Palestinians, displaced by the Israeli offensive, shelter in a tent camp on a beach amid summer heat in Gaza City, August 12, 2025. REUTERS/Mahmoud Issa
Palestinians, displaced by the Israeli offensive, shelter in a tent camp on a beach amid summer heat in Gaza City, August 12, 2025. REUTERS/Mahmoud Issa

The Israeli military said Wednesday it had approved the "framework" for a new offensive in the Gaza Strip, days after the security cabinet called for the seizure of Gaza City.  

Armed forces chief Lieutenant General Eyal Zamir "approved the main framework for the IDF's operational plan in the Gaza Strip," a statement released by the army said.  

Prime Benjamin Minister Netanyahu's government has not provided a precise timetable for when Israeli troops will enter the territory's largest city, where thousands have taken refuge after fleeing previous offensives. 

Israeli gunfire killed at least 25 people seeking aid in Gaza on Wednesday, health officials and witnesses said, while Netanyahu said Israel will "allow" Palestinians to leave during an upcoming military offensive in some of the territory's most populated areas. 

Netanyahu wants to realize US President Donald Trump’s vision of relocating much of Gaza’s population of over 2 million people through what he refers to as "voluntary migration" — and what critics have warned could be ethnic cleansing. 

"Give them the opportunity to leave! First, from combat zones, and also from the Strip if they want," Netanyahu said in an interview aired Tuesday with Israeli TV station i24 to discuss the planned offensive in areas including Gaza City, where hundreds of thousands of displaced people shelter. "We are not pushing them out but allowing them to leave." 

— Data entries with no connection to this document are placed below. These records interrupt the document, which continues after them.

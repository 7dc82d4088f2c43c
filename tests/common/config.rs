//! Test configuration helpers for loading .env credentials and creating test clients

use czds_dl::{Config, CzdsClient, OutputFormat};
use std::time::Duration;
use tempfile::TempDir;
use wiremock::MockServer;

/// Error type for test configuration
#[derive(Debug)]
pub struct ConfigError(pub String);

impl std::fmt::Display for ConfigError {
    fn fmt(&self, f: &mut std::fmt::Formatter<'_>) -> std::fmt::Result {
        write!(f, "Config error: {}", self.0)
    }
}

impl std::error::Error for ConfigError {}

/// Load the CZDS account from environment variables
///
/// Required environment variables:
/// - `CZDS_USERNAME` - Account e-mail address
/// - `CZDS_PASSWORD` - Account password
///
/// Optional environment variables:
/// - `CZDS_BASE_URL` - API host (default: https://czds-api.icann.org)
/// - `CZDS_AUTH_URL` - Authentication URL (default: https://account-api.icann.org/api/authenticate)
pub fn load_live_config() -> Result<Config, ConfigError> {
    dotenvy::dotenv().ok();

    let username = std::env::var("CZDS_USERNAME")
        .map_err(|_| ConfigError("CZDS_USERNAME not set in environment".to_string()))?;
    let password = std::env::var("CZDS_PASSWORD")
        .map_err(|_| ConfigError("CZDS_PASSWORD not set in environment".to_string()))?;

    let mut config = Config::new(username, password);
    if let Ok(base_url) = std::env::var("CZDS_BASE_URL") {
        config.api.base_url = base_url;
    }
    if let Ok(auth_url) = std::env::var("CZDS_AUTH_URL") {
        config.api.auth_url = auth_url;
    }
    Ok(config)
}

/// Whether live CZDS credentials are available
pub fn has_live_credentials() -> bool {
    load_live_config().is_ok()
}

/// Create a client for the live CZDS API writing into a temp directory
///
/// Returns the client and temp directory (keep temp_dir alive for test duration)
pub fn create_live_client(format: OutputFormat) -> Result<(CzdsClient, TempDir), ConfigError> {
    let mut config = load_live_config()?;
    let temp_dir = tempfile::tempdir()
        .map_err(|e| ConfigError(format!("Failed to create temp dir: {}", e)))?;
    config.download.output_dir = temp_dir.path().join("zonefiles");
    config.download.output_format = format;
    config.download.worker_count = Some(2);

    let client =
        CzdsClient::new(config).map_err(|e| ConfigError(format!("Failed to create client: {}", e)))?;
    Ok((client, temp_dir))
}

/// Config pointing both CZDS endpoints at a mock server
pub fn mock_config(server: &MockServer, temp_dir: &TempDir) -> Config {
    let mut config = Config::new("zones@example.com", "correct horse");
    config.api.base_url = server.uri();
    config.api.auth_url = format!("{}{}", server.uri(), super::fixtures::AUTH_PATH);
    config.api.request_timeout = Duration::from_secs(5);
    config.download.output_dir = temp_dir.path().join("zonefiles");
    config.download.worker_count = Some(3);
    config
}
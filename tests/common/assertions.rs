//! Custom assertions over download results

use czds_dl::{DownloadOutcome, DownloadResult, ZoneLink};
use std::collections::HashSet;

/// Assert that `results` holds exactly one entry per link in `links`
pub fn assert_one_result_per_link(results: &[DownloadResult], links: &[ZoneLink]) {
    assert_eq!(
        results.len(),
        links.len(),
        "expected one result per link, got {results:#?}"
    );
    let reported: HashSet<&ZoneLink> = results.iter().map(|r| &r.link).collect();
    let expected: HashSet<&ZoneLink> = links.iter().collect();
    assert_eq!(reported, expected, "results do not cover exactly the input links");
}

/// Find the result for the zone named `zone`
pub fn result_for<'a>(results: &'a [DownloadResult], zone: &str) -> &'a DownloadResult {
    results
        .iter()
        .find(|r| r.link.zone_name() == zone)
        .unwrap_or_else(|| panic!("no result for zone {zone}"))
}

/// Assert the zone's outcome
pub fn assert_outcome(results: &[DownloadResult], zone: &str, expected: DownloadOutcome) {
    let result = result_for(results, zone);
    assert_eq!(result.outcome, expected, "unexpected outcome for {zone}");
}
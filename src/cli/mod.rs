pub mod commands;
pub mod utils;

use clap::{Parser, Subcommand};
use serde::{Deserialize, Serialize};

#[derive(Parser)]
#[command(name = "vod")]
#[command(about = "VOD CLI - session, routing and dev proxy tools for the VOD platform client")]
#[command(version)]
pub struct Cli {
    #[arg(long, global = true, help = "Output in human-readable text format")]
    pub text: bool,

    #[arg(long, global = true, help = "Output in JSON format")]
    pub json: bool,

    #[command(subcommand)]
    pub command: Commands,
}

#[derive(Subcommand)]
pub enum Commands {
    #[command(about = "Login, logout and session status")]
    Auth {
        #[command(subcommand)]
        cmd: commands::auth::AuthCommands,
    },

    #[command(about = "Inspect the dev proxy rewrite rules")]
    Route {
        #[command(subcommand)]
        cmd: commands::route::RouteCommands,
    },

    #[command(about = "Run the development proxy")]
    Proxy {
        #[command(subcommand)]
        cmd: commands::proxy::ProxyCommands,
    },

    #[command(about = "Show content category names")]
    Taxonomy {
        #[arg(help = "Content type id (0 lists all top-level types)")]
        type_id: Option<u32>,
    },
}

#[derive(Debug, Clone, Serialize, Deserialize)]
pub enum OutputFormat {
    Text,
    Json,
}

impl OutputFormat {
    pub fn from_cli(cli: &Cli) -> Self {
        if cli.json {
            OutputFormat::Json
        } else {
            OutputFormat::Text
        }
    }
}

pub async fn run(cli: Cli) -> anyhow::Result<()> {
    let output_format = OutputFormat::from_cli(&cli);

    match cli.command {
        Commands::Auth { cmd } => commands::auth::handle(cmd, output_format).await,
        Commands::Route { cmd } => commands::route::handle(cmd, output_format).await,
        Commands::Proxy { cmd } => commands::proxy::handle(cmd, output_format).await,
        Commands::Taxonomy { type_id } => commands::taxonomy::handle(type_id, output_format).await,
    }
}
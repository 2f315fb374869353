use std::collections::BTreeMap;

use once_cell::sync::Lazy;
use serde::Serialize;

/// Content-type id 0 lists the top-level type names of every other id.
pub const ALL_TYPES: u32 = 0;

const TABLE: &[(u32, &[&str])] = &[
    (1, &["电影", "动作片", "喜剧片", "爱情片", "科幻片", "恐怖片", "剧情片", "战争片", "犯罪片", "纪录片", "动画电影", "伦理片"]),
    (2, &["连续剧", "国产剧", "香港剧", "台湾剧", "韩国剧", "日本剧", "欧美剧", "海外剧"]),
    (3, &["综艺", "大陆综艺", "日韩综艺", "港台综艺", "欧美综艺"]),
    (4, &["动漫", "动画电影", "国产动漫", "日本动漫", "欧美动漫", "海外动漫"]),
    (5, &["资讯", "公告", "头条"]),
];

static DEFAULT: Lazy<Taxonomy> = Lazy::new(Taxonomy::build);

/// Static category-name table keyed by content-type id.
#[derive(Debug, Clone, PartialEq, Eq, Serialize)]
#[serde(transparent)]
pub struct Taxonomy {
    types: BTreeMap<u32, Vec<String>>,
}

impl Taxonomy {
    pub fn standard() -> &'static Taxonomy {
        &DEFAULT
    }

    fn build() -> Self {
        let mut types: BTreeMap<u32, Vec<String>> = TABLE
            .iter()
            .map(|(id, names)| (*id, names.iter().map(|n| n.to_string()).collect()))
            .collect();

        // The first name of each type is the type itself
        let all = TABLE.iter().map(|(_, names)| names[0].to_string()).collect();
        types.insert(ALL_TYPES, all);

        Self { types }
    }

    pub fn names(&self, type_id: u32) -> Option<&[String]> {
        self.types.get(&type_id).map(Vec::as_slice)
    }

    /// Top-level name of a content type, e.g. 2 -> "连续剧".
    pub fn type_name(&self, type_id: u32) -> Option<&str> {
        if type_id == ALL_TYPES {
            return None;
        }
        self.names(type_id).and_then(|n| n.first()).map(String::as_str)
    }

    pub fn iter(&self) -> impl Iterator<Item = (u32, &[String])> {
        self.types.iter().map(|(id, names)| (*id, names.as_slice()))
    }
}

Witnesses and staff at Nasser and Awda hospitals, which received the bodies, said people were shot dead on their way to aid distribution sites or while awaiting convoys entering Gaza. Israel did not immediately respond to a request for comment. 

Efforts to revive ceasefire talks

Efforts to revive ceasefire talks have resumed after apparently breaking down last month. Hamas and Egyptian officials met Wednesday in Cairo, according to Hamas official Taher al-Nounou. 

Israel has no plans to send its negotiating team to talks in Cairo, the prime minister’s office said. 

Israel's plans to widen its military offensive against Hamas to parts of Gaza it does not yet control have sparked condemnation at home and abroad, and could be intended to raise pressure on Hamas to reach a ceasefire. 

The fighters still hold 50 hostages taken in the Oct. 7, 2023, attack that sparked the war. Israel believes around 20 are alive. Families fear a new offensive endangers them. 

Netanyahu was asked by i24 News if the window had closed on a partial ceasefire deal and he responded that he wanted all hostages back, alive and dead. 

Egyptian Foreign Ministry Badr Abdelatty told reporters that Cairo is still trying to advance an earlier proposal for an initial 60-day ceasefire, the release of some hostages and an influx of humanitarian aid before further talks on a lasting truce. 

Hamas says it will only release the remaining hostages in return for the release of Palestinians imprisoned by Israel, a lasting ceasefire and an Israeli withdrawal from Gaza. The group has refused to disarm. 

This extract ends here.